Germany's Fraunhofer Institute for Integrated Systems and Device Technology has achieved output of up to 1,000 horsepower with a compact, lightweight electric motor, setting a new marker in the race to electrify aviation.

TechRadar reported on April 16 that the institute's prototype motor weighs about 94 kg and produces close to 1,000 horsepower, or about 746 kW, achieving a power density of 8 kW per kg. That exceeds typical electric vehicle motors at 2 to 4 kW per kg and high-performance aviation motors at 5 to 6 kW per kg.

The motor has drawn attention for delivering high output from a compact structure about the size of a 12.5-kg gas cylinder. The outlet reported that while the Tesla Model S Plaid uses 3 motors to produce about 1,020 horsepower, this device reaches similar output with a single motor.

The technical core is innovation in structure and cooling. Researchers applied 4x3-phase hairpin windings instead of conventional copper-wire windings, placing more copper in the same space. That secured higher current and output while boosting mechanical rigidity and cooling efficiency.

The cooling method was also improved. It adopted direct oil spraying rather than air cooling, quickly reducing heat generation and enabling stable operation at high output. Fraunhofer emphasised that such a design is particularly important in aviation, where space and weight constraints are tight.

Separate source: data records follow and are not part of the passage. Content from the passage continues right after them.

use std::sync::Arc;

use parking_lot::Mutex;

use super::clock::Clock;
use super::MeterSnapshot;

/// Moving averages are ticked on this fixed interval.
const TICK_INTERVAL_NANOS: u64 = 5_000_000_000;
const TICK_INTERVAL_SECS: f64 = 5.0;

const NANOS_PER_SEC: f64 = 1_000_000_000.0;

// ─── EWMA ────────────────────────────────────────────────────────

/// Exponentially weighted moving average of an event rate, in events
/// per second.
#[derive(Debug, Clone)]
struct Ewma {
    alpha: f64,
    rate: f64,
    uncounted: u64,
    initialized: bool,
}

impl Ewma {
    fn over_minutes(minutes: f64) -> Self {
        Self {
            alpha: 1.0 - (-TICK_INTERVAL_SECS / 60.0 / minutes).exp(),
            rate: 0.0,
            uncounted: 0,
            initialized: false,
        }
    }

    fn update(&mut self, n: u64) {
        self.uncounted += n;
    }

    fn tick(&mut self) {
        let instant_rate = self.uncounted as f64 / TICK_INTERVAL_SECS;
        self.uncounted = 0;

        if self.initialized {
            self.rate += self.alpha * (instant_rate - self.rate);
        } else {
            self.rate = instant_rate;
            self.initialized = true;
        }
    }
}

// ─── Meter ───────────────────────────────────────────────────────

/// Counts events and tracks their mean rate plus 1-, 5- and 15-minute
/// moving average rates.
pub struct Meter {
    clock: Arc<dyn Clock>,
    inner: Mutex<Inner>,
}

struct Inner {
    count: u64,
    start: u64,
    last_tick: u64,
    m1: Ewma,
    m5: Ewma,
    m15: Ewma,
}

impl Meter {
    pub fn new(clock: Arc<dyn Clock>) -> Self {
        let now = clock.tick();
        Self {
            clock,
            inner: Mutex::new(Inner {
                count: 0,
                start: now,
                last_tick: now,
                m1: Ewma::over_minutes(1.0),
                m5: Ewma::over_minutes(5.0),
                m15: Ewma::over_minutes(15.0),
            }),
        }
    }

    pub fn mark(&self, n: u64) {
        let now = self.clock.tick();
        let mut inner = self.inner.lock();
        inner.tick_if_necessary(now);

        inner.count += n;
        inner.m1.update(n);
        inner.m5.update(n);
        inner.m15.update(n);
    }

    pub fn count(&self) -> u64 {
        self.inner.lock().count
    }

    /// Current count and rates, in events per second.
    pub fn snapshot(&self) -> MeterSnapshot {
        let now = self.clock.tick();
        let mut inner = self.inner.lock();
        inner.tick_if_necessary(now);

        MeterSnapshot {
            count: inner.count,
            mean_rate: inner.mean_rate(now),
            one_minute_rate: inner.m1.rate,
            five_minute_rate: inner.m5.rate,
            fifteen_minute_rate: inner.m15.rate,
        }
    }
}

impl Inner {
    fn tick_if_necessary(&mut self, now: u64) {
        let age = now.saturating_sub(self.last_tick);
        if age <= TICK_INTERVAL_NANOS {
            return;
        }

        self.last_tick = now - age % TICK_INTERVAL_NANOS;
        for _ in 0..age / TICK_INTERVAL_NANOS {
            self.m1.tick();
            self.m5.tick();
            self.m15.tick();
        }
    }

    fn mean_rate(&self, now: u64) -> f64 {
        let elapsed = now.saturating_sub(self.start);
        if self.count == 0 || elapsed == 0 {
            return 0.0;
        }
        self.count as f64 / (elapsed as f64 / NANOS_PER_SEC)
    }
}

Key materials also contributed to performance gains. The motor uses 0.15-mm NO15 steel sheets. About half as thick as materials used in typical electric motors, the material reduces eddy currents to cut heat generated at high rotational speeds and improve efficiency. The motor can rotate at about 21,000 rpm.

A safety design for aviation use was also included. The motor is made up of 4 independent sections, each with its own windings, inverter and control system. If one section develops a problem, the remaining 3 continue operating, reflecting a redundant design intended to meet aviation safety standards.

The development was carried out as part of the European Union's Clean Aviation programme, Project AMBER. The project aims to cut carbon emissions from regional aircraft by at least 30 percent through hydrogen fuel-cell-based hybrid electric propulsion systems. The motor will be combined with Avio Aero's Catalyst turboprop engine, and GE Aerospace is also participating in the consortium.

Commercialisation still faces hurdles. A technical gap remains between prototypes validated at the laboratory level and hardware that has passed actual aviation certification. It is also still at the verification stage whether hydrogen fuel cells can reliably supply power on regional air routes.

Even so, the industry is assessing the achievement as an important advance in aviation electrification. The view is that integrating high output and light weight, cooling technology and redundant safety design into one system brings next-generation aircraft propulsion systems closer to real-world application beyond the research stage.